┌──

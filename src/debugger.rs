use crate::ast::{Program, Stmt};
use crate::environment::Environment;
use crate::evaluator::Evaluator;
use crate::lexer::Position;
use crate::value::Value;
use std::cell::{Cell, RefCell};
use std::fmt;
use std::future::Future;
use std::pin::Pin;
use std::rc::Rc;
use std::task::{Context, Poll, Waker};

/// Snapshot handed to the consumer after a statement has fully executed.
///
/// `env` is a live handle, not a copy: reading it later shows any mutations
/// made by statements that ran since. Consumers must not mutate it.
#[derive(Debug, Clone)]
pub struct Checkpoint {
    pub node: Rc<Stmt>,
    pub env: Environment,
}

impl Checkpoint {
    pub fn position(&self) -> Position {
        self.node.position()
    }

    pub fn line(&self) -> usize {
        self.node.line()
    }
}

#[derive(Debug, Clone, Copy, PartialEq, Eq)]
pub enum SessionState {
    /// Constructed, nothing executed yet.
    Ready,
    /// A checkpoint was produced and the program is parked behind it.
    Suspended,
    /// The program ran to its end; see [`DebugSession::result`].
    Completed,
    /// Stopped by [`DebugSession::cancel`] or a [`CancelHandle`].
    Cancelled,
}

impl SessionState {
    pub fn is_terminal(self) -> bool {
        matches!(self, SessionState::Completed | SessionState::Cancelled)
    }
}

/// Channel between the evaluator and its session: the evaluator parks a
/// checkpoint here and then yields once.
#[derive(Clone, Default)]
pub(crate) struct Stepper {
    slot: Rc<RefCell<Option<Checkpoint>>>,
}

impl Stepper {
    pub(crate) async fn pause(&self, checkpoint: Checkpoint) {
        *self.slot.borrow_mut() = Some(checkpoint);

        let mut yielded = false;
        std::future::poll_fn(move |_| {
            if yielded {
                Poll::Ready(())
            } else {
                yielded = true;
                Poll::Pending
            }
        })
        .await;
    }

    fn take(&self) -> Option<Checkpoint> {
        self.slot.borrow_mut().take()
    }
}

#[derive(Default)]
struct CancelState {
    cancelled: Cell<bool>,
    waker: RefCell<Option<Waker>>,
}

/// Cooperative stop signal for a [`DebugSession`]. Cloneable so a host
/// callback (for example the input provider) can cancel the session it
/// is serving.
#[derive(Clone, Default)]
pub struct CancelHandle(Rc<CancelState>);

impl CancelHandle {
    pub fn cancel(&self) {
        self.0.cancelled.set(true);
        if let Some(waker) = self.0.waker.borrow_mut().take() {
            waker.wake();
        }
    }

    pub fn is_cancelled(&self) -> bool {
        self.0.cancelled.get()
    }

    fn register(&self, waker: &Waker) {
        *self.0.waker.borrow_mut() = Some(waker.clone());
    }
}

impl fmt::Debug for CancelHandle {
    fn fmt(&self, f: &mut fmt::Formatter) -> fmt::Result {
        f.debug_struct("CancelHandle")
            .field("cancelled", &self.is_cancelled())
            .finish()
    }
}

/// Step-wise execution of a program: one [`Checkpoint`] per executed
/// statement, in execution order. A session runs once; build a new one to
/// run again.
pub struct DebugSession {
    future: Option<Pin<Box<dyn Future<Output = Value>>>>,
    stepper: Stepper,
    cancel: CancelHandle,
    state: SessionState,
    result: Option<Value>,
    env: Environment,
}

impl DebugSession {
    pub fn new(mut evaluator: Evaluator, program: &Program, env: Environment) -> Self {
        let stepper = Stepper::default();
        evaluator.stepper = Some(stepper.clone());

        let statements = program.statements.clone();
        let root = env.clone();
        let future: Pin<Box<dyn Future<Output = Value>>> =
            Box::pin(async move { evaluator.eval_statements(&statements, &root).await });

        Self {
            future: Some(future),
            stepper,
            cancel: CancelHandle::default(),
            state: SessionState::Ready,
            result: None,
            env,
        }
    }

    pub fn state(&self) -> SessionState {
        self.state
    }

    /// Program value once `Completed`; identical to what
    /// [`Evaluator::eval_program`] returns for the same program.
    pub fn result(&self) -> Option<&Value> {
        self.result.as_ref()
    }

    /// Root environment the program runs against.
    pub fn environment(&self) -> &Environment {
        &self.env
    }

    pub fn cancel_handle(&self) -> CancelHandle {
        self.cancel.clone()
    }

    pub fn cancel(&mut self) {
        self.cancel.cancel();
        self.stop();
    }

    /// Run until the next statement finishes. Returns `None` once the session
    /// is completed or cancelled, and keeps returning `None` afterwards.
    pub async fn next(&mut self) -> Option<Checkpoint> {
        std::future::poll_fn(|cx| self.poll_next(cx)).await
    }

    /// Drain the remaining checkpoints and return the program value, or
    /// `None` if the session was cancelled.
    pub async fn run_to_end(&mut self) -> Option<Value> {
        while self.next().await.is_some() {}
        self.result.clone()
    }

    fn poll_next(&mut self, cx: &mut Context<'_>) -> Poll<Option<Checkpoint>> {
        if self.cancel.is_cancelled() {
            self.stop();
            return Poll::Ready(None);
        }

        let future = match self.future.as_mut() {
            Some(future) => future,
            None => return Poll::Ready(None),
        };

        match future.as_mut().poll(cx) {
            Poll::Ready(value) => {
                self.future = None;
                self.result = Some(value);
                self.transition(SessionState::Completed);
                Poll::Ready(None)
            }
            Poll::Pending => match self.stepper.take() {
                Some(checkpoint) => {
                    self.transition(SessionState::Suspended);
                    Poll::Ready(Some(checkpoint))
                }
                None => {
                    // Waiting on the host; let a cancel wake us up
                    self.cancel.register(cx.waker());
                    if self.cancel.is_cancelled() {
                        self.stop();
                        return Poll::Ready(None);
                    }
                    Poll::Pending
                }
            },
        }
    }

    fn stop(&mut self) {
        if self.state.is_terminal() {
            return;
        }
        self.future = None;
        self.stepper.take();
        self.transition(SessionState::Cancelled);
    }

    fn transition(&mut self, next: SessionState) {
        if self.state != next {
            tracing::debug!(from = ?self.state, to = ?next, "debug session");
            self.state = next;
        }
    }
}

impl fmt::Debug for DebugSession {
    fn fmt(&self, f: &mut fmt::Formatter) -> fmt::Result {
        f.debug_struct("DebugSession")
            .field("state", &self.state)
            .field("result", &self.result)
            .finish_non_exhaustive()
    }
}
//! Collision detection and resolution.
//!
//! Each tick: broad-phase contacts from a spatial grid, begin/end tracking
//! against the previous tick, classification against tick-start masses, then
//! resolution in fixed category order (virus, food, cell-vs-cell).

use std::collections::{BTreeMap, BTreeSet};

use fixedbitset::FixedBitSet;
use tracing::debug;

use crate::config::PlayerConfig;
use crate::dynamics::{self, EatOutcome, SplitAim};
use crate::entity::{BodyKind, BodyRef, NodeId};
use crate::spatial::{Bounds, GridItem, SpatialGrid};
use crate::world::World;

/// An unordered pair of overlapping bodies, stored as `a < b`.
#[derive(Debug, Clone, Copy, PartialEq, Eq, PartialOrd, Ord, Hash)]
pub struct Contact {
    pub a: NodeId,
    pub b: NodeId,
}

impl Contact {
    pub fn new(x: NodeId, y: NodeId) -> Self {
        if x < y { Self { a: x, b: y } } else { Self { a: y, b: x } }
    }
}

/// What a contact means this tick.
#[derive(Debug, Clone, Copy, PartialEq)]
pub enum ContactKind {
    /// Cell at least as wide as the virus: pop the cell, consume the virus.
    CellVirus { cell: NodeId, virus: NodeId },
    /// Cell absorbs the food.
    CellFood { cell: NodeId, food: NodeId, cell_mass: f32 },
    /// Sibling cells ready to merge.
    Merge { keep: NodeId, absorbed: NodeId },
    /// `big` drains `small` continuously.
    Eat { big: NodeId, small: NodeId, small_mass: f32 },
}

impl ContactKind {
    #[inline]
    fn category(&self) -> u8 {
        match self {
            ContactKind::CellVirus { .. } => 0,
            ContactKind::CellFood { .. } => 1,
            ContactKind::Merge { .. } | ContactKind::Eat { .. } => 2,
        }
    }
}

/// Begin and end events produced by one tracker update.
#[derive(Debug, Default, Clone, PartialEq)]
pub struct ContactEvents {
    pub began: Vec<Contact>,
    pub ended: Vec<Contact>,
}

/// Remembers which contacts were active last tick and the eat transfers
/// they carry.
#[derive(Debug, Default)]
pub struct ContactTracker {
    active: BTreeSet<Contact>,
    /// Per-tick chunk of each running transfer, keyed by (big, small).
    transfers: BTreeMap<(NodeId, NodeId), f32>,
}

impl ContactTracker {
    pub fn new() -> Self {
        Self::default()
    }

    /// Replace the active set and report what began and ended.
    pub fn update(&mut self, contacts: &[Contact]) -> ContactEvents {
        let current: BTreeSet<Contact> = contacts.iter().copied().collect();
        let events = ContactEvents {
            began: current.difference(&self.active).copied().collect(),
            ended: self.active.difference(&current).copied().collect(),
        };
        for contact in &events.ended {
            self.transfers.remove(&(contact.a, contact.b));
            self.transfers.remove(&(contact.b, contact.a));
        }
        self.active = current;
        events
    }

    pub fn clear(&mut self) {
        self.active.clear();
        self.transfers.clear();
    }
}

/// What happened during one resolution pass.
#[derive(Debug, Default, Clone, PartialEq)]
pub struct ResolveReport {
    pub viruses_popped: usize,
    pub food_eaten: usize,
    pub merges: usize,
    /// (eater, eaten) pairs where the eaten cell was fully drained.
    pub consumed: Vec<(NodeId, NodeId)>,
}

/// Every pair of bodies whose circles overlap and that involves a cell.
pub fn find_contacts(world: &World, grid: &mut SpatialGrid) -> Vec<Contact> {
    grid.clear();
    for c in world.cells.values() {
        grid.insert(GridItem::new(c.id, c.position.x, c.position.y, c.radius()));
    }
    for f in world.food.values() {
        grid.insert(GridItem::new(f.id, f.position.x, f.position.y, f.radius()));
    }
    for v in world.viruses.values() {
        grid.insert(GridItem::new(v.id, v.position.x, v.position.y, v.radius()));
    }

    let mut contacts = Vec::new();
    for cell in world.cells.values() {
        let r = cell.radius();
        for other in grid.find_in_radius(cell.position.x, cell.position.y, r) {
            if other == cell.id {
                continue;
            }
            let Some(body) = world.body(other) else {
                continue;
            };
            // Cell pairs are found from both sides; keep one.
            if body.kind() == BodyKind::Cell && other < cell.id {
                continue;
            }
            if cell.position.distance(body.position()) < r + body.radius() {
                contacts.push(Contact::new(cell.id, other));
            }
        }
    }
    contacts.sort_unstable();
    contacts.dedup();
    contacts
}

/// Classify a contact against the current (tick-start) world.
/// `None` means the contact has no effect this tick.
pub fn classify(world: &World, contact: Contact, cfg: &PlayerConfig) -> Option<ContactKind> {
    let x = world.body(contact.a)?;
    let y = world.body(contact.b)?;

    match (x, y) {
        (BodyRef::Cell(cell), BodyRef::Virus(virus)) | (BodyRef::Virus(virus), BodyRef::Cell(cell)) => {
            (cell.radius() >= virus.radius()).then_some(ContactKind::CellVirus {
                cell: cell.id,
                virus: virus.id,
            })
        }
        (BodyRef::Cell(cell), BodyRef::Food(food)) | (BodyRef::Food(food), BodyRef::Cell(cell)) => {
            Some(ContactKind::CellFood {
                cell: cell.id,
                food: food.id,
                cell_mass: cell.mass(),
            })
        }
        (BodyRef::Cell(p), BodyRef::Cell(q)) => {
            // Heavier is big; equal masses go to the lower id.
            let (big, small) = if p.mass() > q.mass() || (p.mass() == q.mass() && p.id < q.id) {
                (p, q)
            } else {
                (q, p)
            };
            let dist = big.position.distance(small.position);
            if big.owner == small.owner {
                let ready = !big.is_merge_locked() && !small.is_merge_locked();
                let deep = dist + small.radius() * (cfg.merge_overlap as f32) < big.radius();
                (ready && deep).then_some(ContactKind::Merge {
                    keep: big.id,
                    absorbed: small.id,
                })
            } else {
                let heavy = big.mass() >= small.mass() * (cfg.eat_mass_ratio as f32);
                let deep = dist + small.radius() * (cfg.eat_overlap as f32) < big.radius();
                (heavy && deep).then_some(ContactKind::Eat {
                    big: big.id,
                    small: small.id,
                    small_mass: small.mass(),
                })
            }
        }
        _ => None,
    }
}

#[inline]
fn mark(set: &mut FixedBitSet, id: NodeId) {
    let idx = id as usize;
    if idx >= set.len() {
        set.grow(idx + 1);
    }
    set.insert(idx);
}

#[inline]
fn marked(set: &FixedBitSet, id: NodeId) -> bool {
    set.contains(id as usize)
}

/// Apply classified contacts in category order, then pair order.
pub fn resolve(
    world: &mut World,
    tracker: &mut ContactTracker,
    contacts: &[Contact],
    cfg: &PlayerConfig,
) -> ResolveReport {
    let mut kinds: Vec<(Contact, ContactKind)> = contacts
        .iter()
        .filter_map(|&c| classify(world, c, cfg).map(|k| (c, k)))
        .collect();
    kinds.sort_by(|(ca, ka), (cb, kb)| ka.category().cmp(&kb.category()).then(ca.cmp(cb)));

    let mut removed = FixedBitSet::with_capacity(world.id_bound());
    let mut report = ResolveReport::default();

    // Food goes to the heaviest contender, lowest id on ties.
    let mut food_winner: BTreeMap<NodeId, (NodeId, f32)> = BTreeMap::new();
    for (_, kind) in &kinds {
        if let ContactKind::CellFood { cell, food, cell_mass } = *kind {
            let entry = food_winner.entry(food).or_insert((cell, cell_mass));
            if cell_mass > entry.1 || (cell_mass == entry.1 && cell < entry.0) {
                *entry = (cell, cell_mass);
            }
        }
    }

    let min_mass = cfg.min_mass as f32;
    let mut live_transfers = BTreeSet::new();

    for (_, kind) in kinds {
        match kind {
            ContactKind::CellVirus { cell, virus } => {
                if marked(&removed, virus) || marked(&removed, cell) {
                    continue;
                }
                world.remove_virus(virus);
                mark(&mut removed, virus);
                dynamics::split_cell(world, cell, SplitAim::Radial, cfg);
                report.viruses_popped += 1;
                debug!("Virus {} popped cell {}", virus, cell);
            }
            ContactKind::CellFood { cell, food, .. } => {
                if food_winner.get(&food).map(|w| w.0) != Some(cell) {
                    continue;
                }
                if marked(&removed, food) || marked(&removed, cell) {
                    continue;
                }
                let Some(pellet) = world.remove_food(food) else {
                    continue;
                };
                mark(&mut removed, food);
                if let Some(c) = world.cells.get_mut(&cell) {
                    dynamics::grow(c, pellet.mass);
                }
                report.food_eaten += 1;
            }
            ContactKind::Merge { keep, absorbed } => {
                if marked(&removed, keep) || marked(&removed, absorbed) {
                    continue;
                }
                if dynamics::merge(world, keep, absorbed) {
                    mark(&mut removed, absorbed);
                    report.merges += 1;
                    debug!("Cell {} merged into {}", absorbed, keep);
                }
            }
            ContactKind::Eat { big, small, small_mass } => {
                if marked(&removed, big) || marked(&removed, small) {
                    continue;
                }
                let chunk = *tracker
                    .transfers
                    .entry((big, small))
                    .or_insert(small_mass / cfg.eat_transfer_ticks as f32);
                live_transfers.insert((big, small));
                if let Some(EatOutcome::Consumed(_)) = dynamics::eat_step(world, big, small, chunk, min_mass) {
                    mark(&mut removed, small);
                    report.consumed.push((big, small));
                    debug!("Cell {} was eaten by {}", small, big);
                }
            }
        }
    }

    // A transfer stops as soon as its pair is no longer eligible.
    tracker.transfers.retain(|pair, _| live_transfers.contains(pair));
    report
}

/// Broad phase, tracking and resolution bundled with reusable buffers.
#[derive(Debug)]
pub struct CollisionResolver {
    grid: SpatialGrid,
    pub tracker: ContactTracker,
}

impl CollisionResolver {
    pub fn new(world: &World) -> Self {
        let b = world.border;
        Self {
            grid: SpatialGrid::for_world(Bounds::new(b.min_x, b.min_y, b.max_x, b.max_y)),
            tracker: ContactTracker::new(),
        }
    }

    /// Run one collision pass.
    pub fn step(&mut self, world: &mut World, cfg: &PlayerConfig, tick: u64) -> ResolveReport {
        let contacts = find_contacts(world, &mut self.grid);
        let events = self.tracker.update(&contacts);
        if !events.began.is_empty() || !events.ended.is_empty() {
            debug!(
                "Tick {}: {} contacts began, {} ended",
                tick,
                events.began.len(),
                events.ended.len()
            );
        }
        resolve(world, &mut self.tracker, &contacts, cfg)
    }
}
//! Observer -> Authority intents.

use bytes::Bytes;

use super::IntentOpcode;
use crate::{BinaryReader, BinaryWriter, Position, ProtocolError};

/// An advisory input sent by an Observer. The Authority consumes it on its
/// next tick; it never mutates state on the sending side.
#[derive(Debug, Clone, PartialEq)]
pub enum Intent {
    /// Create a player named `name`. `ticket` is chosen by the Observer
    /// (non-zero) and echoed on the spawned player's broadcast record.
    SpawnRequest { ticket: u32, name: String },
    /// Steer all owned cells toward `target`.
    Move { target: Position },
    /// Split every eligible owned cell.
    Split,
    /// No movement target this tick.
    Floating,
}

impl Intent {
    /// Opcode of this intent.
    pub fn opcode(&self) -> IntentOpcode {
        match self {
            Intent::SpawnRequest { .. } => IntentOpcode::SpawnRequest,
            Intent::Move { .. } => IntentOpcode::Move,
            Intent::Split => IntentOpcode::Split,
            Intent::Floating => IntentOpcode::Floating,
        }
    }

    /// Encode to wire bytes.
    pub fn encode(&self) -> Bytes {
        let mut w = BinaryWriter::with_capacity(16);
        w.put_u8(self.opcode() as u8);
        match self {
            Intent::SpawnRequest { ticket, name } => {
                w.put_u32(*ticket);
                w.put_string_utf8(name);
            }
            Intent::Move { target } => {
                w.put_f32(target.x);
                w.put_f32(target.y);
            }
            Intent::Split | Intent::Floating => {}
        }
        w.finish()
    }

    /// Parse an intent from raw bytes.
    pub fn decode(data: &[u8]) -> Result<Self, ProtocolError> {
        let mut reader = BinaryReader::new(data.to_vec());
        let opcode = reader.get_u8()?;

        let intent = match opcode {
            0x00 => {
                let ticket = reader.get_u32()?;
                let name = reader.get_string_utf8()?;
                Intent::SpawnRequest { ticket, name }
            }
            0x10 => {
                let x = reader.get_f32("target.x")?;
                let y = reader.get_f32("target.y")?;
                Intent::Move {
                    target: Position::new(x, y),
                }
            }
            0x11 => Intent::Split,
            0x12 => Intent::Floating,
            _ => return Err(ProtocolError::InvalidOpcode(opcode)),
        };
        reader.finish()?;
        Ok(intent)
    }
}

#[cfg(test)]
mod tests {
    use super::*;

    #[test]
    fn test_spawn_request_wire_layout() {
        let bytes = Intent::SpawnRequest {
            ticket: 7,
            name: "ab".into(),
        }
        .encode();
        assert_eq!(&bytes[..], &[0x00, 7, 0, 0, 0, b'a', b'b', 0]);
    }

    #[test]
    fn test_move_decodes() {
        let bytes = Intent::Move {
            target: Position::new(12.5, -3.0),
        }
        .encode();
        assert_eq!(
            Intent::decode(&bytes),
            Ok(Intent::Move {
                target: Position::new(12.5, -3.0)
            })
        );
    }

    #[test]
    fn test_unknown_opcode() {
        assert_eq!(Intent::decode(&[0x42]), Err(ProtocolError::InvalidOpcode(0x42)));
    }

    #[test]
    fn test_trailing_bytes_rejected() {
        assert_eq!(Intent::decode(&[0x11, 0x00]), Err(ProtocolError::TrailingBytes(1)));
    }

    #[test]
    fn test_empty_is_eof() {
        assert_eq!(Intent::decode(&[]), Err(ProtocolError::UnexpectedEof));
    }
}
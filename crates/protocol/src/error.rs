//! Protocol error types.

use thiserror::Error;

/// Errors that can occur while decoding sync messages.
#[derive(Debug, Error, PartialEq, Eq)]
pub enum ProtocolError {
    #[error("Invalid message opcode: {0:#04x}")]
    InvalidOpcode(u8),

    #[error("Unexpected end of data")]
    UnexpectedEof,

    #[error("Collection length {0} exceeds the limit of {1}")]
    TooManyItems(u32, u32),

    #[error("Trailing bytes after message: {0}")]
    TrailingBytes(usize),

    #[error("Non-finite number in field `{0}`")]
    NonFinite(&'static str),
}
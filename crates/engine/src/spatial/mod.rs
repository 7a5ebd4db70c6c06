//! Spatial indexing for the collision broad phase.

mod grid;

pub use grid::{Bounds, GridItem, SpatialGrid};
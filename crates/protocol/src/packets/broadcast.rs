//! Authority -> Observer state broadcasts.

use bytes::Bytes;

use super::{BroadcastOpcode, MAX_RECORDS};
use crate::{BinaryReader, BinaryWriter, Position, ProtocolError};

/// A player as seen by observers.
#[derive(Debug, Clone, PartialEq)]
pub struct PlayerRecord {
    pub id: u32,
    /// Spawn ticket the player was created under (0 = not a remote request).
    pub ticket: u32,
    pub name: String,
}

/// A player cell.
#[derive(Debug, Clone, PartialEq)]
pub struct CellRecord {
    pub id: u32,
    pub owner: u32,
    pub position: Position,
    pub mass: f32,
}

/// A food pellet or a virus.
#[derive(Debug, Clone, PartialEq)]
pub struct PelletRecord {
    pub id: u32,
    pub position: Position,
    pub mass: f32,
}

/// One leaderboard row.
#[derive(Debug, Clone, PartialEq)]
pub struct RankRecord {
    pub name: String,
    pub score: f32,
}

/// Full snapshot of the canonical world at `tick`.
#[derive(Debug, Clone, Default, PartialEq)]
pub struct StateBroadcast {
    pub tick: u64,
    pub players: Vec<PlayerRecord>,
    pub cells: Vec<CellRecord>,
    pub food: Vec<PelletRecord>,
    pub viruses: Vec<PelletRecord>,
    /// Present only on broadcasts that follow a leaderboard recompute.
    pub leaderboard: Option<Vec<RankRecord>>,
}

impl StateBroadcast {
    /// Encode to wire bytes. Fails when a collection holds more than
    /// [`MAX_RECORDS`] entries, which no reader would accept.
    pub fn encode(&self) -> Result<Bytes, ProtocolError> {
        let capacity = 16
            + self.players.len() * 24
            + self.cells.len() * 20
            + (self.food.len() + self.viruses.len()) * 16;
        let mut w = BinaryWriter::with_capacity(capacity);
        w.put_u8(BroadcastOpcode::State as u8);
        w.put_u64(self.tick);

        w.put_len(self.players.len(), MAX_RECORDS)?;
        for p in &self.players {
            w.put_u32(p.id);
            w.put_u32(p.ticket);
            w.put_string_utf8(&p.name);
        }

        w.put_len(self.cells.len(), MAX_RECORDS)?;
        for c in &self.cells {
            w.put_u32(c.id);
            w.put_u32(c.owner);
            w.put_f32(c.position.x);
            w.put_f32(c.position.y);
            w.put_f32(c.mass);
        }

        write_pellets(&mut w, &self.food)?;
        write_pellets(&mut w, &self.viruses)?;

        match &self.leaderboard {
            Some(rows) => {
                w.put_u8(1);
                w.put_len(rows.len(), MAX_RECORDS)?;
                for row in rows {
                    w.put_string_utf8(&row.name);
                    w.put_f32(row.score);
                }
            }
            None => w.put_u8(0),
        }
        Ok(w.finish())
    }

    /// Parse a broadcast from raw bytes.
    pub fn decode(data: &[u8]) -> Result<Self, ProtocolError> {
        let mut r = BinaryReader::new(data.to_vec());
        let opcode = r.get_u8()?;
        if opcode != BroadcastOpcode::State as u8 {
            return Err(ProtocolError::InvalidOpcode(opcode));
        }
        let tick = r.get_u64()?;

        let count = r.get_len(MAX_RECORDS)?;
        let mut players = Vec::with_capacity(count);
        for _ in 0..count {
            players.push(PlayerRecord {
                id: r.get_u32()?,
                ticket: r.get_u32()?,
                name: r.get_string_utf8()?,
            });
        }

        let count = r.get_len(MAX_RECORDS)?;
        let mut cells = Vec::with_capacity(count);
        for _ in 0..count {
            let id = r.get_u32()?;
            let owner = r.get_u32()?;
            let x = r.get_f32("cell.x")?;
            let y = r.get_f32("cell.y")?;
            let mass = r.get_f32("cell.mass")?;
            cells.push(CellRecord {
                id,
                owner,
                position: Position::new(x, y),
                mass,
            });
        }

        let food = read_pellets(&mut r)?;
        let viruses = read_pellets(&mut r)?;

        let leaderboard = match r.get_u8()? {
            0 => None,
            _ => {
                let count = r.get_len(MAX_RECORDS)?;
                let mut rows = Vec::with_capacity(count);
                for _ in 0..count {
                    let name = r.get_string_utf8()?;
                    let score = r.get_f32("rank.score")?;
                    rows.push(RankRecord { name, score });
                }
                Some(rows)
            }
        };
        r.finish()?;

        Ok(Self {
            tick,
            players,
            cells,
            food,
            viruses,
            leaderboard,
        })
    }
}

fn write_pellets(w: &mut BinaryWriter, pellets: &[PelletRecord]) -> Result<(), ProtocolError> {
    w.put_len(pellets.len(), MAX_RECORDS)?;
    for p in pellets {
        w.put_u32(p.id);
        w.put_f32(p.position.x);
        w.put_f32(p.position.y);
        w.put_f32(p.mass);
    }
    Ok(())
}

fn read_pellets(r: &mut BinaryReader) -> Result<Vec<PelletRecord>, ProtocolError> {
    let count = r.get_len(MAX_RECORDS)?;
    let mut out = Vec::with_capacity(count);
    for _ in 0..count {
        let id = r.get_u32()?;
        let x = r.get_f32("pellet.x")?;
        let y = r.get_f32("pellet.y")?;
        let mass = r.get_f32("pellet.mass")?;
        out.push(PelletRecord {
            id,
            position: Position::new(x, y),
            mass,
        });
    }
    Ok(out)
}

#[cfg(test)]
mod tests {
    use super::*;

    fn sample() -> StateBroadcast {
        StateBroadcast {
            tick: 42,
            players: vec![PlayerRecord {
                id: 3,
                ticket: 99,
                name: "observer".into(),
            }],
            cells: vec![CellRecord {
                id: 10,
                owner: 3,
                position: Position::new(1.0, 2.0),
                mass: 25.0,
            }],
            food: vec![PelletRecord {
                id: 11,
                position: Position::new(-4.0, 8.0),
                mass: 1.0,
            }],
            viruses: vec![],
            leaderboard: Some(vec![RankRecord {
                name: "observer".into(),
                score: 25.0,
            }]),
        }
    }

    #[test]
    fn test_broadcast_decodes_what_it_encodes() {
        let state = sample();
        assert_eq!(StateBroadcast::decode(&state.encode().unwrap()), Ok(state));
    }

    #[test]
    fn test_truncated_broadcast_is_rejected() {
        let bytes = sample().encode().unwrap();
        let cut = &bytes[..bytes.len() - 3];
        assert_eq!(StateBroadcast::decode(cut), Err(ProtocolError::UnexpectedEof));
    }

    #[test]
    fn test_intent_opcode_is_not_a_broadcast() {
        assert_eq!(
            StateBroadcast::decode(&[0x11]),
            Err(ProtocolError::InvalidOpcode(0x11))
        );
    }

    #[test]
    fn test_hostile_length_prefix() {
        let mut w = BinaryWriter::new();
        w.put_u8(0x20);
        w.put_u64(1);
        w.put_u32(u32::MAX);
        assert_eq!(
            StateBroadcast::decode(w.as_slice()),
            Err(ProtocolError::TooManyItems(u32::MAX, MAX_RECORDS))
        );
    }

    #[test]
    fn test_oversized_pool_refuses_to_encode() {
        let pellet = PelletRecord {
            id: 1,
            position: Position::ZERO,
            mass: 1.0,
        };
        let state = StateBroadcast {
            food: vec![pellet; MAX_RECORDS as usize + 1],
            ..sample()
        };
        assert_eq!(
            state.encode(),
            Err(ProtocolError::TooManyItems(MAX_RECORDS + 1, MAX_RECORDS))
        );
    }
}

└──

• Problem requirements
Go through the data and copy every line that includes "ResolveReport".

• Answer for this exercise
pub struct ResolveReport {
) -> ResolveReport {
    let mut report = ResolveReport::default();
    pub fn step(&mut self, world: &mut World, cfg: &PlayerConfig, tick: u64) -> ResolveReport {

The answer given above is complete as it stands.